Keepers typically work at venues that house many different animals, like circuses and zoos. Animal keepers, especially zookeepers, must usually have a significant amount of experience caring for animals or a related college degree. As keepers often deal with exotic and varied species, they must not only feed, but prepare specialized diets for the animals under their care. They are also responsible for the cleaning and maintaining of enclosures, cages and habitats. Keepers must also monitor and document the health, eating habits and behavior of the animals on a daily basis.
Trainers work directly with animals to train them for a number of different purposes. According to the U.S. Department of Labor, Bureau of Labor Statistics, “the three most commonly trained animals are dogs, horses, and marine mammals, including dolphins.” The goal of training is to teach the animal to respond to gestures and verbalizations in a desired manner. This may include breaking horses, teaching commands, giving dogs behavioral and obedience training, teaching tricks or training an animal to aide someone with a disability. Most training techniques use some sort of system of positive reinforcement. In addition to initial training, trainers may also be required to put on shows at zoos, aquariums or circuses or present animals at competitions. Some basic care (feeding, grooming, etc.) is sometimes required of trainers. Animal training usually requires a high level of experience.
Animal shelters often depend largely on volunteer employees, keeping only a small staff of paid employees. Shelter workers are responsible for a number of duties, like cleaning cages and enclosures, feeding and exercising the animals and bookkeeping and secretarial tasks. Workers deal with a large, steady flow of intake and outtake of a variety of animals; accurate documentation is therefore of the utmost importance. Shelter workers also screen and educate adoption applicants. Under veterinary supervision, shelter employees may also be required to administer vaccinations and euthanize (put down) sick or dying animals. Shelter work can be quite emotionally taxing, as employees must deal with a large amount of animal sickness and death.

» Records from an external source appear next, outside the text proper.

//! Pairwise perceptual roughness (Plomp–Levelt curve, Sethares parameterisation)
//! and its O(n²) sum over a partial pool.
use serde::{Deserialize, Serialize};

use crate::config::RoughnessOptions;
use crate::constants::RoughnessConstants;
use crate::spectrum::pool::PartialPool;

/// Roughness between two sinusoidal partials.
///
/// `r = a1·a2 · (e^(−a·s·Δf) − e^(−b·s·Δf))`, `s = d* / (s1·f_min + s2)`.
/// Symmetric under swapping the partials; zero for `Δf = 0`.
#[inline]
pub fn pair_roughness(f1: f64, f2: f64, a1: f64, a2: f64, c: &RoughnessConstants) -> f64 {
    let df = (f2 - f1).abs();
    if df == 0.0 {
        return 0.0;
    }
    let f_min = f1.min(f2);
    let s = c.d_star / (c.s1 * f_min + c.s2);
    let x = s * df;
    let (mut ea, mut eb) = (-c.a * x, -c.b * x);
    if let Some(floor) = c.exp_clamp_min {
        ea = ea.max(floor);
        eb = eb.max(floor);
    }
    a1 * a2 * (ea.exp() - eb.exp())
}

/// Aggregate counters of one pool evaluation.
#[derive(Debug, Clone, Copy, Default, PartialEq, Serialize, Deserialize)]
#[serde(rename_all = "camelCase")]
pub struct PoolDiagnostics {
    pub total_pairs: u32,
    pub skipped_pairs: u32,
    pub invalid_pairs: u32,
    pub max_pair: f64,
}

#[derive(Debug, Clone, Copy, PartialEq, Serialize, Deserialize)]
#[serde(rename_all = "camelCase")]
pub struct PairContribution {
    pub f1: f64,
    pub f2: f64,
    pub a1: f64,
    pub a2: f64,
    pub value: f64,
}

/// Keeps the `k` largest pair contributions, descending.
#[derive(Debug, Clone, Default)]
pub struct TopPairs {
    k: usize,
    pairs: Vec<PairContribution>,
}

impl TopPairs {
    pub fn new(k: usize) -> Self {
        Self { k, pairs: Vec::with_capacity(k + 1) }
    }

    fn offer(&mut self, p: PairContribution) {
        if self.k == 0 {
            return;
        }
        if self.pairs.len() == self.k && self.pairs.last().is_some_and(|w| w.value >= p.value) {
            return;
        }
        let pos = self.pairs.partition_point(|q| q.value >= p.value);
        self.pairs.insert(pos, p);
        self.pairs.truncate(self.k);
    }

    pub fn pairs(&self) -> &[PairContribution] {
        &self.pairs
    }

    pub fn into_pairs(self) -> Vec<PairContribution> {
        self.pairs
    }
}

/// Sum of [`pair_roughness`] over all unordered pool pairs.
///
/// Pairs whose amplitude product is below `amp_threshold · epsilon_contribution`
/// are skipped. With self-interaction enabled, pairs that share a partial index
/// but come from disjoint tones add `weight · r` on top of `r`. Non-finite pair
/// terms are dropped and counted as invalid.
pub fn pool_roughness(
    pool: &PartialPool,
    c: &RoughnessConstants,
    opts: &RoughnessOptions,
    mut top: Option<&mut TopPairs>,
) -> (f64, PoolDiagnostics) {
    let n = pool.len();
    let floor = opts.pair_amp_floor();
    let self_weight = if opts.enable_self_interaction { opts.self_interaction_weight } else { 0.0 };
    let mut diag = PoolDiagnostics::default();
    let mut total = 0.0;

    for i in 0..n {
        let (fi, ai) = (pool.freqs[i], pool.amps[i]);
        for j in (i + 1)..n {
            diag.total_pairs += 1;
            let aj = pool.amps[j];
            if ai * aj < floor {
                diag.skipped_pairs += 1;
                continue;
            }
            let fj = pool.freqs[j];
            let mut r = pair_roughness(fi, fj, ai, aj, c);
            if self_weight != 0.0
                && pool.partial_index[i] == pool.partial_index[j]
                && pool.tone_mask[i] & pool.tone_mask[j] == 0
            {
                r += self_weight * r;
            }
            if !r.is_finite() {
                diag.invalid_pairs += 1;
                continue;
            }
            total += r;
            if r > diag.max_pair {
                diag.max_pair = r;
            }
            if let Some(t) = top.as_deref_mut() {
                t.offer(PairContribution { f1: fi, f2: fj, a1: ai, a2: aj, value: r });
            }
        }
    }
    (total, diag)
}
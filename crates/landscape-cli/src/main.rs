//! Offline driver: compute a roughness landscape from a JSON config, run the
//! terrain analysis battery and write a JSON report.
use std::fs;
use std::path::PathBuf;
use std::time::Instant;

use anyhow::{bail, Context, Result};
use clap::Parser;
use serde::Serialize;

use landscape_core::analysis::{analyze, AnalysisOptions, MinimaPoint, SymmetryReport};
use landscape_core::grid::{CellExplanation, GridDiagnostics, GridStats};
use landscape_core::worker::TileWorkerPool;
use landscape_core::{compute_grid, explain_cell, EngineConfig, FieldSource, GridData, GridHooks};

#[derive(Parser, Debug)]
#[command(name = "landscape", about = "Harmonic roughness landscape calculator")]
struct Args {
    /// EngineConfig JSON. Missing fields take their defaults.
    #[arg(short, long)]
    config: Option<PathBuf>,

    /// Report destination; stdout when omitted.
    #[arg(short, long)]
    output: Option<PathBuf>,

    /// Tile-worker threads. 0 computes in-process.
    #[arg(short, long, default_value_t = 0)]
    workers: usize,

    /// Tile edge length for worker and rayon computation.
    #[arg(long, default_value_t = 32)]
    tile_size: usize,

    /// Compute tiles on the rayon pool (needs the `threading` feature).
    #[arg(long)]
    parallel: bool,

    /// Contour levels between the field's min and max.
    #[arg(long, default_value_t = 8)]
    contours: usize,

    /// Neighbourhood radius for minima/maxima detection.
    #[arg(long, default_value_t = 1)]
    minima_radius: usize,

    /// Box-blur passes before extremum detection.
    #[arg(long, default_value_t = 0)]
    smooth: usize,

    /// Seed of the symmetry self-test sampler.
    #[arg(long, default_value_t = 1)]
    seed: u64,

    /// Symmetry self-test sample count.
    #[arg(long, default_value_t = 256)]
    symmetry_samples: usize,

    /// Analyse raw roughness instead of the normalised buffer.
    #[arg(long)]
    raw: bool,

    /// Also explain cell IX IY with its top pair contributions.
    #[arg(long, num_args = 2, value_names = ["IX", "IY"])]
    explain: Option<Vec<usize>>,

    /// Include the full grid buffers in the report.
    #[arg(long)]
    include_grid: bool,
}

#[derive(Serialize)]
#[serde(rename_all = "camelCase")]
struct ContourSummary {
    level: f64,
    segments: usize,
}

#[derive(Serialize)]
#[serde(rename_all = "camelCase")]
struct Timings {
    compute_ms: f64,
    analysis_ms: f64,
}

#[derive(Serialize)]
#[serde(rename_all = "camelCase")]
struct Report {
    width: usize,
    height: usize,
    fingerprint: String,
    stats: GridStats,
    summary: GridDiagnostics,
    reference_roughness: Option<f64>,
    minima: Vec<MinimaPoint>,
    maxima: Vec<MinimaPoint>,
    contours: Vec<ContourSummary>,
    symmetry: SymmetryReport,
    #[serde(skip_serializing_if = "Option::is_none")]
    explain: Option<CellExplanation>,
    #[serde(skip_serializing_if = "Option::is_none")]
    grid: Option<GridData>,
    elapsed: Timings,
}

fn load_config(path: Option<&PathBuf>) -> Result<EngineConfig> {
    let Some(path) = path else {
        return Ok(EngineConfig::default());
    };
    let text = fs::read_to_string(path).with_context(|| format!("reading {}", path.display()))?;
    let config: EngineConfig =
        serde_json::from_str(&text).with_context(|| format!("parsing {}", path.display()))?;
    Ok(config)
}

fn compute(args: &Args, config: &EngineConfig) -> Result<GridData> {
    if args.parallel {
        #[cfg(feature = "threading")]
        return Ok(landscape_core::compute_grid_parallel(config, args.tile_size)?);
        #[cfg(not(feature = "threading"))]
        bail!("--parallel needs a build with the `threading` feature");
    }
    if args.workers > 0 {
        let mut pool = TileWorkerPool::new(args.workers).context("starting tile workers")?;
        return Ok(pool.compute_grid(config, args.tile_size, 1)?);
    }
    let mut last_logged = 0usize;
    let mut progress = |done: usize, total: usize| {
        // Roughly every tenth of the grid.
        if total > 0 && (done - last_logged) * 10 >= total {
            log::info!("{done}/{total} cells");
            last_logged = done;
        }
    };
    Ok(compute_grid(config, GridHooks { on_progress: Some(&mut progress), should_cancel: None })?)
}

fn main() -> Result<()> {
    env_logger::Builder::from_env(env_logger::Env::default().default_filter_or("info")).init();
    let args = Args::parse();

    let config = load_config(args.config.as_ref())?;
    config.validate().context("invalid engine config")?;

    let t = Instant::now();
    let grid = compute(&args, &config)?;
    let compute_ms = t.elapsed().as_secs_f64() * 1e3;
    log::info!("computed {}x{} grid in {compute_ms:.1} ms", grid.width, grid.height);

    let mut opts = AnalysisOptions {
        source: if args.raw { FieldSource::Raw } else { FieldSource::Normalized },
        contour_count: args.contours,
        symmetry_seed: args.seed,
        symmetry_samples: args.symmetry_samples,
        ..AnalysisOptions::default()
    };
    opts.minima.radius = args.minima_radius;
    opts.minima.smooth_iterations = args.smooth;

    let t = Instant::now();
    let terrain = analyze(&grid, &opts);
    let analysis_ms = t.elapsed().as_secs_f64() * 1e3;
    if !terrain.symmetry.passed && terrain.symmetry.samples > 0 {
        log::warn!(
            "symmetry self-test failed: max error {:.3e} > {:.1e}",
            terrain.symmetry.max_error,
            terrain.symmetry.tolerance
        );
    }

    let explain = match args.explain.as_deref() {
        Some(&[ix, iy]) => {
            let e = explain_cell(&config, ix, iy, 8)?;
            if e.is_none() {
                bail!("cell ({ix}, {iy}) is outside the {}x{} grid", grid.width, grid.height);
            }
            e
        }
        _ => None,
    };

    let report = Report {
        width: grid.width,
        height: grid.height,
        fingerprint: format!("{:016x}", grid.fingerprint()),
        stats: grid.stats,
        summary: grid.summary,
        reference_roughness: grid.reference_roughness,
        minima: terrain.minima,
        maxima: terrain.maxima,
        contours: terrain
            .contours
            .iter()
            .map(|l| ContourSummary { level: l.level, segments: l.segments.len() })
            .collect(),
        symmetry: terrain.symmetry,
        explain,
        grid: args.include_grid.then_some(grid),
        elapsed: Timings { compute_ms, analysis_ms },
    };

    let json = serde_json::to_string_pretty(&report).context("serialising report")?;
    match &args.output {
        Some(path) => {
            fs::write(path, json).with_context(|| format!("writing {}", path.display()))?;
            log::info!("report written to {}", path.display());
        }
        None => println!("{json}"),
    }
    Ok(())
}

The title is pretty much self-explanatory. Dog walkers walk dogs for owners who work long hours, suffer from disabilities or just don't have the time to walk their dogs. Most of the time, a dog walker cares for a single dog at a time. However, when schedules coincide for multiple clients, a dog walker will sometimes care for more than one dog at once. Other duties besides walking include playing, watering and cleaning up the dog's lawn steamers.
Farmhands that work on livestock farms, while not traditionally considered animal caretakers, often care for a variety of animals as part of their jobs. Some of the caretaking duties of a farmhand include cleaning horse and cow stalls, chicken coups, pig pens, etc.; feeding various animals; milking cows; collecting eggs; observing and documenting livestock behavior and production and aiding in breeding and birthing.